▶ **WHAT TO WORK ON**:
Show, from the records below, all lines that contain the word "words".

▶ **MATERIAL PROVIDED**:
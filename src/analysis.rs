//! Text analysis for raw word-list sources.
//!
//! Raw sources are heterogeneous: different line endings, mixed casing,
//! numbers, punctuation and blank lines. This module turns such text into
//! [`WordToken`]s, the only word representation the rest of the crate
//! accepts.
//!
//! ```text
//! raw text → lines → trim → lowercase → [a-z]+ check → WordToken
//! ```
//!
//! # Examples
//!
//! ```
//! use glossa::analysis::WordNormalizer;
//!
//! let normalizer = WordNormalizer::new();
//! let words: Vec<_> = normalizer
//!     .normalize_text("Apple\r\nword2test\n  banana  \n")
//!     .map(|w| w.into_string())
//!     .collect();
//!
//! assert_eq!(words, vec!["apple", "banana"]);
//! ```

pub mod normalizer;
pub mod token;

pub use normalizer::WordNormalizer;
pub use token::{WordToken, is_valid_word};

▶ **WRITTEN REPLY**:
//! let words: Vec<_> = normalizer
//! assert_eq!(words, vec!["apple", "banana"]);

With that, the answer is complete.